Dr. Misky’s concerns led him to do research with mentor Eric Coleman, MD, the university’s creator of the Care Transitions Program (www.caretransitions.org), studying patients who lacked primary-care physicians (PCPs) or timely PCP follow-up, and their resulting higher rates of readmissions.1 Dr. Misky also helped develop care pathways, including post-discharge care, for VTE patients, a “common, costly, and dangerous” condition. He is working with a hospitalist colleague to explore how electronic health records (EHR) might be used to help trigger post-discharge follow-up for at-risk patients.

University of Colorado Hospital (UCH), a 425-bed urban academic tertiary-care center, is not the designated safety net hospital for metro Denver, yet 28% to 32% of patients discharged from its medical services are uninsured, Dr. Misky says. He finds that academic physicians at UCH are not always able to take on large numbers of uninsured patients in their clinics, given the productivity demands they face, while the hospital has not been able to participate in systemwide, comprehensive national models for improving care transitions, such as SHM’s Project BOOST (www.hospitalmedicine.org/boost) or Boston Medical Center’s Project RED (www.bu.edu/fammed/projectred/).

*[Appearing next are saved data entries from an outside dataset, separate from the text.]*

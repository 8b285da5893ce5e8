//! Pipelines: named bundles of frontend connectors, processors and backends.
//!
//! A [`PipelineBuilder`] collects declarations. [`GatewayBuilder::build`]
//! turns every builder into a [`Pipeline`] whose connectors are the shared,
//! canonical instances of the built runtime.
//!
//! [`GatewayBuilder::build`]: crate::runtime::GatewayBuilder::build

use crate::frontend::{FrontendConnector, FrontendDeclaration};
use crate::processor::{ProcessorChain, ProcessorNode};
use esgate_kernel::pipeline::{
    BackendConnector, Payload, ProcessResult, ProcessorContext, ProcessorError, keys,
};
use std::collections::HashMap;
use std::sync::Arc;

// ─────────────────────────────────────────────────────────────────────────────
// PipelineStages
// ─────────────────────────────────────────────────────────────────────────────

/// The request-time part of a pipeline: its processor chain and backends.
///
/// Every route a pipeline declares is bound to that pipeline's stages, so a
/// merged connector still runs each request through the processors of the
/// pipeline that registered the matched route.
pub struct PipelineStages {
    name: String,
    processors: ProcessorChain,
    backends: Vec<Arc<dyn BackendConnector>>,
}

impl PipelineStages {
    pub(crate) fn new(
        name: String,
        processors: ProcessorChain,
        backends: Vec<Arc<dyn BackendConnector>>,
    ) -> Self {
        Self {
            name,
            processors,
            backends,
        }
    }

    pub fn name(&self) -> &str {
        &self.name
    }

    pub fn processors(&self) -> &ProcessorChain {
        &self.processors
    }

    pub fn backends(&self) -> &[Arc<dyn BackendConnector>] {
        &self.backends
    }

    /// Run a handler result through the processor chain.
    ///
    /// Several outputs are concatenated into one byte payload. A
    /// `status` entry left in the metadata overrides the handler's status;
    /// `response_headers` entries are added unless the handler set them.
    pub async fn process(
        &self,
        request_id: &str,
        result: ProcessResult,
    ) -> Result<ProcessResult, ProcessorError> {
        if self.processors.is_empty() {
            return Ok(result);
        }
        let ProcessResult {
            mut metadata,
            payload,
            status,
            mut headers,
        } = result;
        if !metadata.contains(keys::REQUEST_ID) {
            metadata.set(keys::REQUEST_ID, &request_id);
        }

        let ctx = ProcessorContext::new(request_id, &self.backends);
        let outputs = self.processors.dispatch(&ctx, &mut metadata, payload).await?;
        let payload = merge_outputs(outputs)?;
        let status = metadata.get::<u16>(keys::STATUS).unwrap_or(status);
        if let Some(relayed) = metadata.get::<HashMap<String, String>>(keys::RESPONSE_HEADERS) {
            for (name, value) in relayed {
                headers.entry(name).or_insert(value);
            }
        }

        Ok(ProcessResult {
            metadata,
            payload,
            status,
            headers,
        })
    }
}

fn merge_outputs(mut outputs: Vec<Payload>) -> Result<Payload, ProcessorError> {
    if outputs.len() == 1 {
        return Ok(outputs.remove(0));
    }
    let mut merged = Vec::new();
    for output in outputs {
        let bytes = output
            .to_bytes()
            .ok_or_else(|| ProcessorError::Handler("invalid message type: unprocessed request".into()))?;
        merged.extend(bytes);
    }
    Ok(Payload::Bytes(merged))
}

// ─────────────────────────────────────────────────────────────────────────────
// PipelineBuilder
// ─────────────────────────────────────────────────────────────────────────────

/// Declarations of one pipeline, consumed by the gateway builder.
pub struct PipelineBuilder {
    pub(crate) name: String,
    pub(crate) frontends: Vec<FrontendDeclaration>,
    pub(crate) processors: Vec<ProcessorNode>,
    pub(crate) backends: Vec<Arc<dyn BackendConnector>>,
}

impl PipelineBuilder {
    pub fn new(name: impl Into<String>) -> Self {
        Self {
            name: name.into(),
            frontends: Vec::new(),
            processors: Vec::new(),
            backends: Vec::new(),
        }
    }

    pub fn add_frontend_connector(&mut self, connector: impl Into<FrontendDeclaration>) -> &mut Self {
        self.frontends.push(connector.into());
        self
    }

    /// Append a root to the processor chain.
    pub fn add_processor(&mut self, processor: impl Into<ProcessorNode>) -> &mut Self {
        self.processors.push(processor.into());
        self
    }

    pub fn add_backend_connector(&mut self, backend: Arc<dyn BackendConnector>) -> &mut Self {
        self.backends.push(backend);
        self
    }

    pub fn name(&self) -> &str {
        &self.name
    }
}

// ─────────────────────────────────────────────────────────────────────────────
// Pipeline
// ─────────────────────────────────────────────────────────────────────────────

/// A built pipeline. Its connector slots reference the runtime's canonical
/// connectors, so two slots at one address hold the same object.
pub struct Pipeline {
    frontends: Vec<Arc<dyn FrontendConnector>>,
    stages: Arc<PipelineStages>,
}

impl Pipeline {
    pub(crate) fn new(frontends: Vec<Arc<dyn FrontendConnector>>, stages: Arc<PipelineStages>) -> Self {
        Self { frontends, stages }
    }

    pub fn name(&self) -> &str {
        self.stages.name()
    }

    pub fn frontend_connectors(&self) -> &[Arc<dyn FrontendConnector>] {
        &self.frontends
    }

    pub fn processors(&self) -> &ProcessorChain {
        self.stages.processors()
    }

    pub fn backend_connectors(&self) -> &[Arc<dyn BackendConnector>] {
        self.stages.backends()
    }

    pub fn stages(&self) -> &Arc<PipelineStages> {
        &self.stages
    }
}

#[cfg(test)]
mod tests {
    use super::*;
    use crate::processor::AbTestProcessor;
    use esgate_kernel::ab_testing::{AbResult, ResultSender};
    use esgate_kernel::pipeline::Metadata;
    use async_trait::async_trait;

    struct Discard;

    #[async_trait]
    impl ResultSender for Discard {
        async fn send(&self, _result: AbResult) {}

        fn is_enabled(&self) -> bool {
            false
        }
    }

    #[tokio::test]
    async fn empty_stages_return_handler_result() {
        let stages = PipelineStages::new("p".into(), ProcessorChain::default(), Vec::new());
        let out = stages
            .process("r", ProcessResult::text("bulk\n").with_status(201))
            .await
            .unwrap();
        assert_eq!(out.payload, Payload::text("bulk\n"));
        assert_eq!(out.status, 201);
    }

    #[test]
    fn unprocessed_request_payloads_cannot_be_merged() {
        let req = esgate_kernel::pipeline::Request::new(
            "r",
            esgate_kernel::pipeline::HttpMethod::Get,
            "/",
        );
        let err = merge_outputs(vec![
            Payload::text("a"),
            Payload::Request(Box::new(req)),
        ])
        .unwrap_err();
        assert!(matches!(err, ProcessorError::Handler(_)));
    }

    #[tokio::test]
    async fn processor_errors_propagate_out_of_stages() {
        let chain = ProcessorChain::new(vec![ProcessorNode::new(AbTestProcessor::new(
            "ab",
            Arc::new(Discard),
        ))]);
        let stages = PipelineStages::new("p".into(), chain, Vec::new());
        // a single input is rejected by the comparator
        let err = stages
            .process("req-7", ProcessResult::new(Metadata::new(), Payload::text("x")))
            .await
            .unwrap_err();
        assert!(matches!(err, ProcessorError::InvalidInput { .. }));
    }
}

Dr. Misky is in discussions with local community services, such as the Metro Community Provider Network (MCPN) of clinics for underserved patients, and exploring the development of a collaborative model for integrating post-hospital care between UCH and MCPN. “A lot of our ideas are still very exploratory—trying to get the key providers to the table to talk about what these approaches might look like,” Dr. Misky explains. “I’ve been part of ongoing meetings, and I think similar kinds of conversations are happening at many levels at UCH, but there’s not a unified, consensus approach to care transitions—and that’s a problem. But I’m in the midst of it all, trying to highlight the issues and explore solutions.”

This is not a hospital problem—it’s a communitywide problem. So there’s not just a hospital solution; it will take the whole village.

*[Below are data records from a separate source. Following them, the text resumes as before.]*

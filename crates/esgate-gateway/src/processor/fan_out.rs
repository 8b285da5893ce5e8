//! Identity node used as the parent of sibling branches.

use async_trait::async_trait;
use esgate_kernel::pipeline::{Metadata, Payload, Processor, ProcessorContext, ProcessorError};

/// Passes its single input through unchanged, so that each child runs
/// against the same upstream payload.
pub struct FanOutProcessor {
    id: String,
}

impl FanOutProcessor {
    pub fn new(id: impl Into<String>) -> Self {
        Self { id: id.into() }
    }
}

#[async_trait]
impl Processor for FanOutProcessor {
    fn id(&self) -> &str {
        &self.id
    }

    async fn handle(
        &self,
        _ctx: &ProcessorContext<'_>,
        _metadata: &mut Metadata,
        inputs: Vec<Payload>,
    ) -> Result<Payload, ProcessorError> {
        let [input] = <[Payload; 1]>::try_from(inputs).map_err(|inputs| {
            ProcessorError::invalid_input(
                &self.id,
                format!("expected a single input, got {}", inputs.len()),
            )
        })?;
        Ok(input)
    }
}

—Patricia Rutherford, RN, MS, vice president, Institute for Healthcare Improvement

Dr. Misky says every hospital-based provider—hospitalist, nurses, social workers—feels the same frustration and worry about the level of care when indigent patients are discharged to the community. Uninsured patients can run into problems post-hospitalization and return to the ED for their primary care because they lack other options, he says. “Without established liaisons to the community clinics,” he notes, “it can take three or four months for a new indigent patient to get seen at one.”

Disproportional Issues of the Uninsured

Hospitalists at San Francisco General Hospital, which is the safety-net provider for the Bay Area, are looking at similar issues, says Jeff Critchfield, MD, division chief of hospital medicine. “What we know about the uninsured is that they have a wealth of other challenges and barriers that they bring to the table,” he says. “First of all, un- and underinsured patients are more likely to have chronic illnesses, to be hospitalized for those illnesses, and then to be rehospitalized after discharge.”

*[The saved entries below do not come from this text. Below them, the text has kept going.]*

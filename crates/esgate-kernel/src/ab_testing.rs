//! A/B-testing contract.
//!
//! An A/B processor runs one request against two backends and hands the pair
//! of responses, as an [`AbResult`], to a [`ResultSender`]. The sender feeds
//! whichever [`Collector`] is currently healthy.
//!
//! ```text
//!  AbTestProcessor ──send──► ResultSender ──collect──► Collector ──► sinks
//!                                 ▲                        │
//!                                 │ UseCollector(..)       │ HealthMessage
//!                                 └────── Coordinator ◄────┘
//! ```

use async_trait::async_trait;
use serde::{Deserialize, Serialize};

// ─────────────────────────────────────────────────────────────────────────────
// Comparison records
// ─────────────────────────────────────────────────────────────────────────────

/// The request both sides answered.
#[derive(Debug, Clone, Default, PartialEq, Serialize, Deserialize)]
pub struct AbRequest {
    pub path: String,
    #[serde(rename = "index")]
    pub index_name: String,
    pub body: String,
}

/// One side of the comparison.
#[derive(Debug, Clone, Default, PartialEq, Serialize, Deserialize)]
pub struct AbResponse {
    /// Label of the side, e.g. the backend name.
    pub name: String,
    pub body: String,
    /// Time taken by this side, in seconds.
    pub time: f64,
    #[serde(skip_serializing_if = "Option::is_none")]
    pub error: Option<String>,
}

impl AbResponse {
    pub fn new(name: impl Into<String>, body: impl Into<String>) -> Self {
        Self {
            name: name.into(),
            body: body.into(),
            time: 0.0,
            error: None,
        }
    }
}

/// A complete A/B comparison record.
#[derive(Debug, Clone, Default, PartialEq, Serialize, Deserialize)]
pub struct AbResult {
    pub request: AbRequest,
    pub a: AbResponse,
    pub b: AbResponse,
    pub request_id: String,
    #[serde(skip_serializing_if = "Option::is_none")]
    pub opaque_id: Option<String>,
}

/// Liveness signal from a collector to the coordinator.
///
/// `collector` identifies the collector generation that sent it, so that a
/// late report from an already-replaced collector can be ignored.
#[derive(Debug, Clone, Copy, PartialEq, Eq)]
pub struct HealthMessage {
    pub is_healthy: bool,
    pub collector: u64,
}

// ─────────────────────────────────────────────────────────────────────────────
// Traits
// ─────────────────────────────────────────────────────────────────────────────

/// Publisher processors hand comparison records to.
///
/// `send` may wait when the underlying queue is full. Implementations never
/// report delivery failures to the caller.
#[async_trait]
pub trait ResultSender: Send + Sync {
    async fn send(&self, result: AbResult);

    /// `false` for senders that discard everything.
    fn is_enabled(&self) -> bool {
        true
    }
}

/// Health-monitored sink of comparison records.
#[async_trait]
pub trait Collector: Send + Sync {
    /// Generation number assigned by whoever created the collector.
    fn id(&self) -> u64;

    /// Spawn the collector's background tasks.
    fn start(&self);

    /// Cancel the background tasks. Records collected afterwards are dropped.
    fn stop(&self);

    async fn collect(&self, result: AbResult);
}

Figure 1. Proactive Steps You Can Take to Improve Care Transitions

Recommendations for hospitalists to improve care transitions for indigent patients, gathered from sources for this article, include:

  • If the hospital doesn’t have a team talking about care transitions, start one.
  • Explore the possibility of a quality improvement project, such as Project BOOST or Project RED. The next deadline for BOOST applications is Aug. 1 (www.hospitalmedicine.org/boost).
  • Create a multidisciplinary task force to forge partnerships with primary-care physicians. Find ways to involve them in providing access to indigent patients without placing undue burdens on a few doctors. Find the doctors who are providing pro bono medical care in free clinics or church basements.
  • Screen for eligibility for all appropriate entitlement programs, and get the applications rolling while the patient is still in the hospital.
  • Always ask (respectfully) about housing status as part of the patient’s social history. In addition to patients in shelters or on the street, others may be living in cars or “couch-surfing” with friends and families.
  • Connect with homeless resources, such as medical respite programs, now in 60 communities with 15 more under development, according to the National Health Care for the Homeless Council of Nashville, Tenn. (www.nhchc.org). Programs rotating medical residents through homeless healthcare services have also been shown to change doctors’ attitudes toward homeless patients.11
  • Avoid generic counseling about exercise or nutrition without first assessing the patient’s living situation and access to needed resources.
  • Know the costs of medications and their accessibility or barriers for a given patient. Learn how to connect patients with indigent drug programs, or have the hospital provide a supply of needed medications to prevent relapse and readmission.
  • Partner in more integrated ways with community health clinics and explore cross-referral relationships that work for both parties.
  • Some hospitals have successfully targeted care transitions for patients with specific conditions, such as heart failure, diabetes or pneumonia. Quantify and stratify the need at your hospital.
  • Home health agencies can be invaluable sources of support for hospitals willing to meet with them to establish working relationships and protocols for indigent patients.
  • Floor nurses often know more about readmission risks and patients’ stories than administrators give them credit for. Find ways to regularly tap into that expertise.
  • Listen to your patients and find ways to include their input in quality initiatives.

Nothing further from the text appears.